Instructions for the task -
Check the records below line by line, and report how many lines include the string "feature". No other words are needed.

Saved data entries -
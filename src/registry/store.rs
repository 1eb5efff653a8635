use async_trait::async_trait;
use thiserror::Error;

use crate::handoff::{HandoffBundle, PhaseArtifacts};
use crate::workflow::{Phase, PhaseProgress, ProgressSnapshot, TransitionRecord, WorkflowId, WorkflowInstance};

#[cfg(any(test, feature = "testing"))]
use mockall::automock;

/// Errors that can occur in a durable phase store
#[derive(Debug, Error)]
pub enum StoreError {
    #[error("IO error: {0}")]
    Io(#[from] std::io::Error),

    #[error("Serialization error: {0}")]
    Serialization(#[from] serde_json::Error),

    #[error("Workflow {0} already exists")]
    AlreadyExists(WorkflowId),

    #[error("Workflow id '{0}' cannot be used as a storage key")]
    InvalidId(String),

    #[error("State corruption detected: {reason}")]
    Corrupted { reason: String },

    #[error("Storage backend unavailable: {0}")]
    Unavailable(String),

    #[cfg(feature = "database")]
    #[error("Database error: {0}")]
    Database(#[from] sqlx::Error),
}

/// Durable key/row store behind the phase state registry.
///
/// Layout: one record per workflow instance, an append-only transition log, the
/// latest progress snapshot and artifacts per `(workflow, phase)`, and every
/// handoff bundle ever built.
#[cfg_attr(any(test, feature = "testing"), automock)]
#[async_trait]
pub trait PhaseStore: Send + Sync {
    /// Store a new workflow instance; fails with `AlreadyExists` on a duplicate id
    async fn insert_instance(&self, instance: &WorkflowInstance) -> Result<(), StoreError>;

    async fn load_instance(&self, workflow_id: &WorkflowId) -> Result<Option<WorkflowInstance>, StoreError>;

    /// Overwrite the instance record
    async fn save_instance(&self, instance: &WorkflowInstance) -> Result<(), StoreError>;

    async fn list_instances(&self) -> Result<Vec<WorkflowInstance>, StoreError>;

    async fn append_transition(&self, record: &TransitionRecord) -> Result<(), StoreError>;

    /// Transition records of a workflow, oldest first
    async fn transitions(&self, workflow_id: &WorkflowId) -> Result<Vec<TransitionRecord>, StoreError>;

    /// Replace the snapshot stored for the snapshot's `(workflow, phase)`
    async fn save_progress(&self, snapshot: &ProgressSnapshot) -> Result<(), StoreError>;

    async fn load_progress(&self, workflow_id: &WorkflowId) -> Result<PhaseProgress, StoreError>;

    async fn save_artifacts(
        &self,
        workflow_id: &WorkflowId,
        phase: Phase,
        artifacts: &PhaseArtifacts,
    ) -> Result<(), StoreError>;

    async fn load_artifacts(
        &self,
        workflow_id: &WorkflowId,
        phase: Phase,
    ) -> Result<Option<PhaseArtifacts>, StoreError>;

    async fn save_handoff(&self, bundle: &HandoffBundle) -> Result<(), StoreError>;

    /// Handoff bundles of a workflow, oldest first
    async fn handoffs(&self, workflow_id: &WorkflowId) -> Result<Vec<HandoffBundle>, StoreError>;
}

Your response -
3